Mueller, always looking for public pianos to play, found the grand piano on the plaza.
"I try to play whenever I can, especially for an audience," he said.
While playing the piano, Mueller lamented the fact that it was off-key.
"And some of the folks there (listening to his music), agreed. They wished that someone would come and tune it. I thought 'that person could be me,'" Mueller said.
He ordered a tuning wrench and other tools, attended "the university of YouTube" and took up a hobby that most people don't.
"Piano tuning is an art in itself.
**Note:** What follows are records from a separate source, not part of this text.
#[cfg(feature = "arbitrary1")]
#[cfg_attr(doc_cfg, doc(cfg(feature = "arbitrary1")))]
impl<'a, T: Integral + Arbitrary<'a>> Arbitrary<'a> for SafeIntegral<T> {
    fn arbitrary(u: &mut Unstructured<'a>) -> arbitrary1::Result<Self> {
        Ok(Self::with_poison(u.arbitrary()?, u.arbitrary()?))
    }

    #[inline]
    fn size_hint(
        depth: core::primitive::usize,
    ) -> (core::primitive::usize, Option<core::primitive::usize>) {
        arbitrary1::size_hint::and(
            <T as Arbitrary<'a>>::size_hint(depth),
            <bool as Arbitrary<'a>>::size_hint(depth),
        )
    }
}

// === Bytemuck ===

// SAFETY: all zeroes is the value zero with the poison flag cleared.
#[cfg(feature = "bytemuck1")]
#[cfg_attr(doc_cfg, doc(cfg(feature = "bytemuck1")))]
unsafe impl<T: Integral + bytemuck1::Zeroable> bytemuck1::Zeroable for SafeIntegral<T> {}

macro_rules! bin_op_variations {
    ($lhs:ty, $rhs:ty, $op:ident::$method:ident) => {
        impl $op<$rhs> for &$lhs {
            type Output = Safe;
            #[inline]
            fn $method(self, rhs: $rhs) -> Self::Output {
                <$lhs as $op<$rhs>>::$method(*self, rhs)
            }
        }
        impl $op<&$rhs> for $lhs {
            type Output = Safe;
            #[inline]
            fn $method(self, rhs: &$rhs) -> Self::Output {
                <$lhs as $op<$rhs>>::$method(self, *rhs)
            }
        }
        impl $op<&$rhs> for &$lhs {
            type Output = Safe;
            #[inline]
            fn $method(self, rhs: &$rhs) -> Self::Output {
                <$lhs as $op<$rhs>>::$method(*self, *rhs)
            }
        }
    };
}

macro_rules! assign_variations {
    ($rhs:ty, $op:ident::$method:ident/$op_assign:ident::$method_assign:ident) => {
        impl $op_assign<$rhs> for Safe {
            #[inline]
            fn $method_assign(&mut self, rhs: $rhs) {
                *self = <Self as $op<$rhs>>::$method(*self, rhs);
            }
        }
        impl $op_assign<&$rhs> for Safe {
            #[inline]
            fn $method_assign(&mut self, rhs: &$rhs) {
                *self = <Self as $op<$rhs>>::$method(*self, *rhs);
            }
        }
    };
}

macro_rules! impl_bin_op {
    ($op:ident::$method:ident/$op_assign:ident::$method_assign:ident, $poisoning:ident) => {
        use core::ops::{$op, $op_assign};

        impl $op for Safe {
            type Output = Self;
            #[inline]
            fn $method(self, rhs: Self) -> Self::Output {
                self.$poisoning(rhs)
            }
        }
        bin_op_variations!(Safe, Safe, $op::$method);
        assign_variations!(Safe, $op::$method/$op_assign::$method_assign);

        impl $op<Inner> for Safe {
            type Output = Self;
            #[inline]
            fn $method(self, rhs: Inner) -> Self::Output {
                self.$poisoning(Self::new(rhs))
            }
        }
        bin_op_variations!(Safe, Inner, $op::$method);
        assign_variations!(Inner, $op::$method/$op_assign::$method_assign);

        impl $op<Safe> for Inner {
            type Output = Safe;
            #[inline]
            fn $method(self, rhs: Safe) -> Self::Output {
                Safe::new(self).$poisoning(rhs)
            }
        }
        bin_op_variations!(Inner, Safe, $op::$method);
    };
}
I mean people study for years to get skilled at this technique," Billings said.
"It's not easy. There's a lot of subtlety in tuning in piano," Mueller said. "And a lot that can go wrong pretty easily,"
But Mueller knew he could not hurt a piano destined for the landfill, and so patiently taught himself to tune it.
"Amazingly, he kept this piano in pretty playable shape for months," Billings said.
"It's not something you would recommend for the amateur," Billings said, "but he couldn't hurt it, and he is actually doing great things for the piano to keep it alive for just that much longer."
"He extended the lifespan of a piano that perhaps was destined for the junkyard anyway," Billings said. "And really, I think he did something wonderful to make it that much more enjoyable for others who happen to come by."